Start of ENTRIES PROVIDED

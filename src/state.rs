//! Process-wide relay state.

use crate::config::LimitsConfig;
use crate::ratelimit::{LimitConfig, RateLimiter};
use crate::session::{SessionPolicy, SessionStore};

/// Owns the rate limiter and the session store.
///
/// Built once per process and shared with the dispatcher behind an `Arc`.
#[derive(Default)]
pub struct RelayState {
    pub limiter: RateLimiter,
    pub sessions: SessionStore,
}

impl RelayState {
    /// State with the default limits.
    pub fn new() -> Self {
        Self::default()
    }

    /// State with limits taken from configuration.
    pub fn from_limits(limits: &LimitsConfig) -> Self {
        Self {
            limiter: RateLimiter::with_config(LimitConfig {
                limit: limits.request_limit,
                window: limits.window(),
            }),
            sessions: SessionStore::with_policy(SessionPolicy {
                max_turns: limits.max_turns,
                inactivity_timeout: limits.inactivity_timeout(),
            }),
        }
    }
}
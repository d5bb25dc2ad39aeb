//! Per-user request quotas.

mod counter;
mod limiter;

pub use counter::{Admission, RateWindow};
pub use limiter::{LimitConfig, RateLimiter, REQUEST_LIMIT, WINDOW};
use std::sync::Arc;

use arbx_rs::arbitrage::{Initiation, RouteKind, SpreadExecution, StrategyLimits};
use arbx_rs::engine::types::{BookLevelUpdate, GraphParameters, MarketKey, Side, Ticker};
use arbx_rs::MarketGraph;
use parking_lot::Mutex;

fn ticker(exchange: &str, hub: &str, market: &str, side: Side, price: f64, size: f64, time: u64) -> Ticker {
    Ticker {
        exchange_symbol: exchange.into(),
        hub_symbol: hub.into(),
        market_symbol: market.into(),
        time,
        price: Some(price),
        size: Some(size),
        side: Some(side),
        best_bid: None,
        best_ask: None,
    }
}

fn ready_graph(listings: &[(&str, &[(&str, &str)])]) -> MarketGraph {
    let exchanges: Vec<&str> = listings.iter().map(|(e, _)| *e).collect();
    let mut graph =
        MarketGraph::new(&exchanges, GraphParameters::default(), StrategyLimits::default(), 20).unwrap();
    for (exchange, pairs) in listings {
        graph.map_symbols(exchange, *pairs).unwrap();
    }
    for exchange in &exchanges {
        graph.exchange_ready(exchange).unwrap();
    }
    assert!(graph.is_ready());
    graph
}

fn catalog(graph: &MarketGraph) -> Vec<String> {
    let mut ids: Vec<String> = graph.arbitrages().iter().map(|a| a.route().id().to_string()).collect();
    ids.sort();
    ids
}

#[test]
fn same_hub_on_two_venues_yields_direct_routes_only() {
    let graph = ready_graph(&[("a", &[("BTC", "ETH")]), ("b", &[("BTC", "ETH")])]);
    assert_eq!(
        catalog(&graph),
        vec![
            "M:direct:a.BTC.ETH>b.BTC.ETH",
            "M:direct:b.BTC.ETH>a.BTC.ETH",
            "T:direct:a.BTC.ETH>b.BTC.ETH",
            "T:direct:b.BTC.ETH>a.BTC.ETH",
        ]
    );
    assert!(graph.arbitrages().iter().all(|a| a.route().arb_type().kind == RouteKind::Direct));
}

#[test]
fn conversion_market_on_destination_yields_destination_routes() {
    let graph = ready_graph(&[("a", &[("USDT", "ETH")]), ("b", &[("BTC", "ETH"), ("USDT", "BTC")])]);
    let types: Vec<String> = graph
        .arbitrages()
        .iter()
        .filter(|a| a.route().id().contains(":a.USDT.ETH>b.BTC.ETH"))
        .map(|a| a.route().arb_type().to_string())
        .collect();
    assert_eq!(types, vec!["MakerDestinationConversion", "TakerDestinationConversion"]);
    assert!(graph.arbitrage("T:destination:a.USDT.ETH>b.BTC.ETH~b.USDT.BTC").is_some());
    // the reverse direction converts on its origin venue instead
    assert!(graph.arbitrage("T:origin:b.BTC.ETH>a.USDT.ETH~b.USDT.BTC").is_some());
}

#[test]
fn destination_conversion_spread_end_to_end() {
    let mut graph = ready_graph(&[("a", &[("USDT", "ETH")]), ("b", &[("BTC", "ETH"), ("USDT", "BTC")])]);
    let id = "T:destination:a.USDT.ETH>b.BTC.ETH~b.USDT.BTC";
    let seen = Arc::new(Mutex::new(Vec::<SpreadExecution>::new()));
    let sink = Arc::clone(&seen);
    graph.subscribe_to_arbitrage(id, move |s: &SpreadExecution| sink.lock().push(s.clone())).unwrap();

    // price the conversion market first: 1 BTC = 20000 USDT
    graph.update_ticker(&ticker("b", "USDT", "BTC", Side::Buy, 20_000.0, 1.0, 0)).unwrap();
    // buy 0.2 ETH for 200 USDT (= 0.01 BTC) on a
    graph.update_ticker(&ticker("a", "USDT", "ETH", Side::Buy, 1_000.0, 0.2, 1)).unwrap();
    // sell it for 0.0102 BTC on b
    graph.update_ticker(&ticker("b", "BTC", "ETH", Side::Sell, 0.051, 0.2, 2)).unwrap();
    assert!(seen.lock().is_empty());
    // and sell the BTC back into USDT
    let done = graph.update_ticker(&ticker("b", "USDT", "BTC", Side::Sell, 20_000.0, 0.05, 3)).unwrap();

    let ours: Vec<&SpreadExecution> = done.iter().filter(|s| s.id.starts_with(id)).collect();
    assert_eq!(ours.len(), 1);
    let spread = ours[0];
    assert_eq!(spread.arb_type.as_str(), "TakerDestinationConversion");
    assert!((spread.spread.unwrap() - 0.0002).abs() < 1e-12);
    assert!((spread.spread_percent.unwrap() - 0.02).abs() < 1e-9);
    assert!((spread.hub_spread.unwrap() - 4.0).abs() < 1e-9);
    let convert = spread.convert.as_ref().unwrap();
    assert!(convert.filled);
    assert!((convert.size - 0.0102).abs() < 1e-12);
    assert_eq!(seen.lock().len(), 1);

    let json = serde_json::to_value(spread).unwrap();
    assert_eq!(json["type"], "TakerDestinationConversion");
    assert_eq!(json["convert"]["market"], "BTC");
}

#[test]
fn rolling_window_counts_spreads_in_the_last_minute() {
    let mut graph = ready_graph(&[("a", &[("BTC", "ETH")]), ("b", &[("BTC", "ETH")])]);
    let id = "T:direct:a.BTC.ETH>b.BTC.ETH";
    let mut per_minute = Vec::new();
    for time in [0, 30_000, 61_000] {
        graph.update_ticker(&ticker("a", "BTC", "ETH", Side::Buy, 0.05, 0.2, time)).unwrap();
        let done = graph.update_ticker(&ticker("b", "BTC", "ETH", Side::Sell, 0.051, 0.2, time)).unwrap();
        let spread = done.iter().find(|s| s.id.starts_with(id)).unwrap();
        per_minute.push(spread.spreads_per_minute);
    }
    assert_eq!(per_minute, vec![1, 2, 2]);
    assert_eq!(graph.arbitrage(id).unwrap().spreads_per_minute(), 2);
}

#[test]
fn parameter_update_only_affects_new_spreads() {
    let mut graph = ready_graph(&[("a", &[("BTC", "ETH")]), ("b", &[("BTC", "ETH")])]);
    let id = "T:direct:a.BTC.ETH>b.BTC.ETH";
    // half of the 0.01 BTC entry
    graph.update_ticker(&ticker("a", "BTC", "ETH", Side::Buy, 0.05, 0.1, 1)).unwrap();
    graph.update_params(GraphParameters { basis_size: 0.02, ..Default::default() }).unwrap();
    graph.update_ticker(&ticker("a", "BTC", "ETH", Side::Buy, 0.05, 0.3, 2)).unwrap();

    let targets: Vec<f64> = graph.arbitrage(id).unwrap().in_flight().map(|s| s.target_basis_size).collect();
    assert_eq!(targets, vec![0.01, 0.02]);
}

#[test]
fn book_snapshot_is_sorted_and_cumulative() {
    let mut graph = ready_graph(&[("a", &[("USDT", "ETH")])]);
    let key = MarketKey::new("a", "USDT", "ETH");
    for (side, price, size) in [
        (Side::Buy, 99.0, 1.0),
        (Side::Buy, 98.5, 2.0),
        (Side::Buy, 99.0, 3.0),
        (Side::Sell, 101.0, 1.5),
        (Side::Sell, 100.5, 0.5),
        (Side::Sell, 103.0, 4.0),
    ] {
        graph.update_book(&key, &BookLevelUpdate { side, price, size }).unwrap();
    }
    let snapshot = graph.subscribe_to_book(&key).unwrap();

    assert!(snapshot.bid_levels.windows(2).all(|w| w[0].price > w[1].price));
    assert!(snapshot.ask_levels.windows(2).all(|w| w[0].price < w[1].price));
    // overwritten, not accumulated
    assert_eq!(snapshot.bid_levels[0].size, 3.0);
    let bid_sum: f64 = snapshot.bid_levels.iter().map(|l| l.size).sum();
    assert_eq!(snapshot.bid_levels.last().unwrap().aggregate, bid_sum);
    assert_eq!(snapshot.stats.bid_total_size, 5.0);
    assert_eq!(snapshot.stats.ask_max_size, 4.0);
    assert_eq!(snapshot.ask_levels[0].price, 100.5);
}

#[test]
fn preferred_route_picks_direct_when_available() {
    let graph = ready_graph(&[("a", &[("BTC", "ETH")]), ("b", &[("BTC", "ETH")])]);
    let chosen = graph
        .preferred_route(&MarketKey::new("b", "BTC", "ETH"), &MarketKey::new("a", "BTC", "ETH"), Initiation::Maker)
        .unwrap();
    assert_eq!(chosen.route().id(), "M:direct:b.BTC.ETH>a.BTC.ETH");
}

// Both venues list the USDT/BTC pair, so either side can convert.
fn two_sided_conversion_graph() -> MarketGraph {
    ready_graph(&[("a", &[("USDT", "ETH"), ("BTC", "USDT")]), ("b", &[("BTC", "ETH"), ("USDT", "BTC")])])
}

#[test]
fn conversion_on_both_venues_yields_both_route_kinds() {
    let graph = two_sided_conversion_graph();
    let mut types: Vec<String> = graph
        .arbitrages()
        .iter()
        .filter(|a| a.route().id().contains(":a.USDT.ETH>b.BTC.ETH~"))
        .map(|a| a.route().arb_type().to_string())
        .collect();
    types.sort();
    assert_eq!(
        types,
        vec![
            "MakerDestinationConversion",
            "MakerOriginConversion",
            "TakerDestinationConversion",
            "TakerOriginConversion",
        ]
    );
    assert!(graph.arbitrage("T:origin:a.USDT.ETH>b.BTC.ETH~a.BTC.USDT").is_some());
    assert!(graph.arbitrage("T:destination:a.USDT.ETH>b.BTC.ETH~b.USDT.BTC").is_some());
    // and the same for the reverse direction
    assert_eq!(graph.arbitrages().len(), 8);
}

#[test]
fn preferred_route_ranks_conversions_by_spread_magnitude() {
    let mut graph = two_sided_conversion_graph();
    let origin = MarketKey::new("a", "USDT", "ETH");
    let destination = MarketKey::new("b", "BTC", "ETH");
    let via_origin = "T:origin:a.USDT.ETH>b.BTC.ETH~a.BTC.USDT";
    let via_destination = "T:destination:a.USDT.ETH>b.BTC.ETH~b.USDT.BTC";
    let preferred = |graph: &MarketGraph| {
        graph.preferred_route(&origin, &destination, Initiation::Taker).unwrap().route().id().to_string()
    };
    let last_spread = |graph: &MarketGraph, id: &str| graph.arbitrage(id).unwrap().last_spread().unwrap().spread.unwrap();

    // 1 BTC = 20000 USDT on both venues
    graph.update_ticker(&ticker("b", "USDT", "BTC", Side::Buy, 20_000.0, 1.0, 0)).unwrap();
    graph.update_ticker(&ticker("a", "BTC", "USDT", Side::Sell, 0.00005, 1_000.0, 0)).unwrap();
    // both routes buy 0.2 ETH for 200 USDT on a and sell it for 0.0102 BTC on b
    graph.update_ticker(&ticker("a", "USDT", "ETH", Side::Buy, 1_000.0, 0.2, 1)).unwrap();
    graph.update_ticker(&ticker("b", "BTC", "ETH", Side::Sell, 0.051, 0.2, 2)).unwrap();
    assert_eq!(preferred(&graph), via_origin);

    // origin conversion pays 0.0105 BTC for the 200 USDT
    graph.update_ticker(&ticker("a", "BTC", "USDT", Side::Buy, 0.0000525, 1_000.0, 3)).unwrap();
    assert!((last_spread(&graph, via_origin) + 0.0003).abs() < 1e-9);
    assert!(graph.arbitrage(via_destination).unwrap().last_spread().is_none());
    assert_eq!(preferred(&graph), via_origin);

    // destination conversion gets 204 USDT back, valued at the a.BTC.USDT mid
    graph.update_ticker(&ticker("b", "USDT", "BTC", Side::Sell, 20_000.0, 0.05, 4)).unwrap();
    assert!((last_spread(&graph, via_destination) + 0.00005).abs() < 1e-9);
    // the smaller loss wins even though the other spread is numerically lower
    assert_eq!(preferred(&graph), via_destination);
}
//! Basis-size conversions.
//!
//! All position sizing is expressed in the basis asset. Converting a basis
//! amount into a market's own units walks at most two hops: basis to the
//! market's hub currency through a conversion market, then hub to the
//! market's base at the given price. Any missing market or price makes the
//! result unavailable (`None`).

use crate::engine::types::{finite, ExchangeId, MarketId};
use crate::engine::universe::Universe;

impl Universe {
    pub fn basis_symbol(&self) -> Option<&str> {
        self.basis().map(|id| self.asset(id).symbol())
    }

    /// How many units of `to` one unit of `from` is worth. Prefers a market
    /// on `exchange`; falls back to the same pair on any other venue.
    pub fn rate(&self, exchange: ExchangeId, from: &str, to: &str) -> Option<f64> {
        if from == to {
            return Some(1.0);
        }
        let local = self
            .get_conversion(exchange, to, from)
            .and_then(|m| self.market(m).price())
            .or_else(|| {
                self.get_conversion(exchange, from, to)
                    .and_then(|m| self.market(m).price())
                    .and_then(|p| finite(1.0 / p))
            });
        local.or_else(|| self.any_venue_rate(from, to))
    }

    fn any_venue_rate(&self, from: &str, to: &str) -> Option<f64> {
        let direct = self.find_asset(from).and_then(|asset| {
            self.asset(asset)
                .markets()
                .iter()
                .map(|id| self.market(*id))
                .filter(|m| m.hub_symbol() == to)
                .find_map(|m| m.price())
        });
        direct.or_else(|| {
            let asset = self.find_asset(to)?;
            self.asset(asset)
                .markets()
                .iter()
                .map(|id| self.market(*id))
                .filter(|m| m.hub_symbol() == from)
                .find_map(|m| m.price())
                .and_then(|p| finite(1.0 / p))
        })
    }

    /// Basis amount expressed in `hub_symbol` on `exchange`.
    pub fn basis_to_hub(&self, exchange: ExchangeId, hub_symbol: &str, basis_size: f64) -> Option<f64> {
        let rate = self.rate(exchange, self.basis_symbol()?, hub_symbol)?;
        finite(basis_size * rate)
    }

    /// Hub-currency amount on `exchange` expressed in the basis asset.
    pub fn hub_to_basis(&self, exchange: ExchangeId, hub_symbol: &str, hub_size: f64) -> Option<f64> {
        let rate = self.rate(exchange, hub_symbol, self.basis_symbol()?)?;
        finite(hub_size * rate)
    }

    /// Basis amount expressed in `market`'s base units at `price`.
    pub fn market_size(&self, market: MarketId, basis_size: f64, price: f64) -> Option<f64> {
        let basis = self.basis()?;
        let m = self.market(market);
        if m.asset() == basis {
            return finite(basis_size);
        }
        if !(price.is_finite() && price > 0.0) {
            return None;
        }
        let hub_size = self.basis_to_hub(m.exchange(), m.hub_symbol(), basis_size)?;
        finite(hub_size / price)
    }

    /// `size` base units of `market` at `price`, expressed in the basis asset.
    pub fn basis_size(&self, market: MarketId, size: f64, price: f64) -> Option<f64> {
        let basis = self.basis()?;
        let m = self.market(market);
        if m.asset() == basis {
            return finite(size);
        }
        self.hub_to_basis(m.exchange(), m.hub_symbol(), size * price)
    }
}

End of ENTRIES PROVIDED

§ EXERCISE OBJECTIVE
Scan the entries above and return each line that holds "RateLimiter".

§ OUTPUT OF THE EXERCISE
use crate::ratelimit::{LimitConfig, RateLimiter};
    pub limiter: RateLimiter,
            limiter: RateLimiter::with_config(LimitConfig {
pub use limiter::{LimitConfig, RateLimiter, REQUEST_LIMIT, WINDOW};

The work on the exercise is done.